▶ **WHAT THE TASK ASKS**: In the listing below, find every line with the string "Result" and pull it out.
* * *
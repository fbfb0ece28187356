//! Builds synthetic UBI dumps for the unit tests.
//!
//! Every PEB is written with correct CRCs and padded out with erased (0xFF) bytes, like a real
//! ubinize'd image. Filler can be spliced in between PEBs with [TestImage::raw].

use super::headers::{Ec, Vid, VolTableRecord, VolType, UBI_VERSION};
use super::{UBI_LAYOUT_VOLUME_ID, UBI_MAX_VOLUMES};

const UBI_LAYOUT_VOLUME_COMPAT: u8 = 5;

pub struct TestImage {
    vid_hdr_offset: u32,
    data_offset: u32,
    peb_size: usize,
    sqnum: u64,
    bytes: Vec<u8>,
}

impl TestImage {
    pub const DEFAULT_PEB_SIZE: usize = 1024;

    /// Begin a new, empty image whose PEBs will use the given header offsets
    pub fn new(vid_hdr_offset: u32, data_offset: u32) -> Self {
        Self {
            vid_hdr_offset,
            data_offset,
            peb_size: Self::DEFAULT_PEB_SIZE,
            sqnum: 0,
            bytes: Vec::new(),
        }
    }

    /// Change the size that each PEB is padded out to
    pub fn peb_size(mut self, peb_size: usize) -> Self {
        self.peb_size = peb_size;
        self
    }

    /// Append one PEB; it grows past `peb_size` if the payload doesn't fit
    pub fn peb(&mut self, vid: Vid, payload: &[u8]) -> anyhow::Result<()> {
        let ec = Ec {
            version: UBI_VERSION,
            ec: 1,
            vid_hdr_offset: self.vid_hdr_offset,
            data_offset: self.data_offset,
            image_seq: 0x5EED,
            ..Default::default()
        };

        self.sqnum += 1;
        let vid = Vid {
            version: UBI_VERSION,
            sqnum: self.sqnum,
            ..vid
        };

        let data_offset = self.data_offset as usize;
        let mut peb = vec![0xFF; std::cmp::max(self.peb_size, data_offset + payload.len())];
        ec.with_crc()?.encode(&mut peb)?;
        vid.with_crc()?.encode(&mut peb[self.vid_hdr_offset as usize..])?;
        peb[data_offset..][..payload.len()].copy_from_slice(payload);

        self.bytes.extend(peb);
        Ok(())
    }

    pub fn static_leb(&mut self, vol_id: u32, lnum: u32, data: &[u8]) -> anyhow::Result<()> {
        let vid = Vid {
            vol_type: VolType::Static.into(),
            vol_id,
            lnum,
            data_size: data.len() as u32,
            data_crc: super::UBI_CRC.checksum(data),
            ..Default::default()
        };
        self.peb(vid, data)
    }

    pub fn dynamic_leb(&mut self, vol_id: u32, lnum: u32, data: &[u8]) -> anyhow::Result<()> {
        let vid = Vid {
            vol_type: VolType::Dynamic.into(),
            vol_id,
            lnum,
            ..Default::default()
        };
        self.peb(vid, data)
    }

    /// Append a layout volume LEB, naming the given volume table slots
    pub fn layout_leb(&mut self, lnum: u32, volumes: &[(usize, &str)]) -> anyhow::Result<()> {
        let mut records = vec![VolTableRecord::default(); UBI_MAX_VOLUMES];
        for &(slot, name) in volumes {
            records[slot] = VolTableRecord {
                reserved_pebs: 4,
                alignment: 1,
                vol_type: VolType::Dynamic.into(),
                name: name.to_string(),
                ..Default::default()
            };
        }
        self.layout_leb_from(lnum, records)
    }

    /// Append a layout volume LEB with a fully specified volume table
    pub fn layout_leb_from(
        &mut self,
        lnum: u32,
        records: Vec<VolTableRecord>,
    ) -> anyhow::Result<()> {
        let mut table = Vec::new();
        for record in records {
            table.extend(record.with_crc()?.into_bytes()?);
        }

        let vid = Vid {
            vol_type: VolType::Dynamic.into(),
            compat: UBI_LAYOUT_VOLUME_COMPAT,
            vol_id: UBI_LAYOUT_VOLUME_ID,
            lnum,
            ..Default::default()
        };
        self.peb(vid, &table)
    }

    /// Append arbitrary bytes
    pub fn raw(&mut self, bytes: &[u8]) {
        self.bytes.extend_from_slice(bytes);
    }

    /// Mutable access to everything written so far, for corrupting things
    pub fn bytes_mut(&mut self) -> &mut [u8] {
        &mut self.bytes
    }

    pub fn len(&self) -> usize {
        self.bytes.len()
    }

    pub fn into_bytes(self) -> Vec<u8> {
        self.bytes
    }
}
* * *
▶ **WRITTEN SOLUTION**:
    pub fn peb(&mut self, vid: Vid, payload: &[u8]) -> anyhow::Result<()> {
    pub fn static_leb(&mut self, vol_id: u32, lnum: u32, data: &[u8]) -> anyhow::Result<()> {
    pub fn dynamic_leb(&mut self, vol_id: u32, lnum: u32, data: &[u8]) -> anyhow::Result<()> {
    pub fn layout_leb(&mut self, lnum: u32, volumes: &[(usize, &str)]) -> anyhow::Result<()> {
    ) -> anyhow::Result<()> {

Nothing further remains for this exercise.